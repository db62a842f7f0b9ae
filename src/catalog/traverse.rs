//! Spare-part category traversal.
//!
//! Walks the category tree depth-first in document order and, for every
//! category whose type marker equals the configured sentinel, records the
//! items found anywhere below it together with its ancestor chain.
//!
//! The ancestor chain is the list of category names from the traversal
//! root down to the marked category's parent, with the root dropped. A
//! marked category directly below the root therefore has no parents.

use serde::Serialize;

use crate::catalog::extract::collect_item_names;
use crate::catalog::CatalogNode;
use crate::config::{DescendPolicy, Schema};

/// One part-bearing category found by the traverser.
#[derive(Debug, Clone, PartialEq, Eq, Serialize)]
pub struct SparePartsResult {
    pub items: Vec<String>,
    pub parents: Vec<String>,
}

pub struct PartsTraverser<'a> {
    sentinel: &'a str,
    policy: DescendPolicy,
}

impl<'a> PartsTraverser<'a> {
    pub fn new(sentinel: &'a str, policy: DescendPolicy) -> Self {
        Self { sentinel, policy }
    }

    pub fn from_schema(schema: &'a Schema) -> Self {
        Self::new(&schema.part_sentinel, schema.descend)
    }

    pub fn is_part_bearing(&self, node: &CatalogNode) -> bool {
        node.is_category() && node.type_marker.as_deref() == Some(self.sentinel)
    }

    /// Append every part-bearing category below `root` to `out`, in pre-order.
    /// The root itself is never tested.
    pub fn collect(&self, root: &CatalogNode, out: &mut Vec<SparePartsResult>) {
        let mut chain = vec![root.display_name()];
        self.walk(root, &mut chain, out);
    }

    /// Like [`collect`](Self::collect), into a fresh vector.
    pub fn traverse(&self, root: &CatalogNode) -> Vec<SparePartsResult> {
        let mut out = Vec::new();
        self.collect(root, &mut out);
        out
    }

    fn walk<'n>(
        &self,
        node: &'n CatalogNode,
        chain: &mut Vec<&'n str>,
        out: &mut Vec<SparePartsResult>,
    ) {
        for child in node.categories() {
            if self.is_part_bearing(child) {
                let mut items = Vec::new();
                collect_item_names(child, &mut items);
                // chain[0] is the traversal root
                let parents = chain[1..].iter().map(|name| name.to_string()).collect();
                log::trace!("Part-bearing category {:?} ({} items)", child.display_name(), items.len());
                out.push(SparePartsResult { items, parents });

                if self.policy == DescendPolicy::Stop {
                    continue;
                }
            }

            chain.push(child.display_name());
            self.walk(child, chain, out);
            chain.pop();
        }
    }
}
____________
Each line from the start of the listing above through the line containing "by the traverser." should be copied exactly, please, with no other lines added.

repository db62a842f7f0b9ae
filename src/catalog/traverse.rs
//! Spare-part category traversal.
//!
//! Walks the category tree depth-first in document order and, for every
//! category whose type marker equals the configured sentinel, records the
//! items found anywhere below it together with its ancestor chain.
//!
//! The ancestor chain is the list of category names from the traversal
//! root down to the marked category's parent, with the root dropped. A
//! marked category directly below the root therefore has no parents.

use serde::Serialize;

use crate::catalog::extract::collect_item_names;
use crate::catalog::CatalogNode;
use crate::config::{DescendPolicy, Schema};

/// One part-bearing category found by the traverser.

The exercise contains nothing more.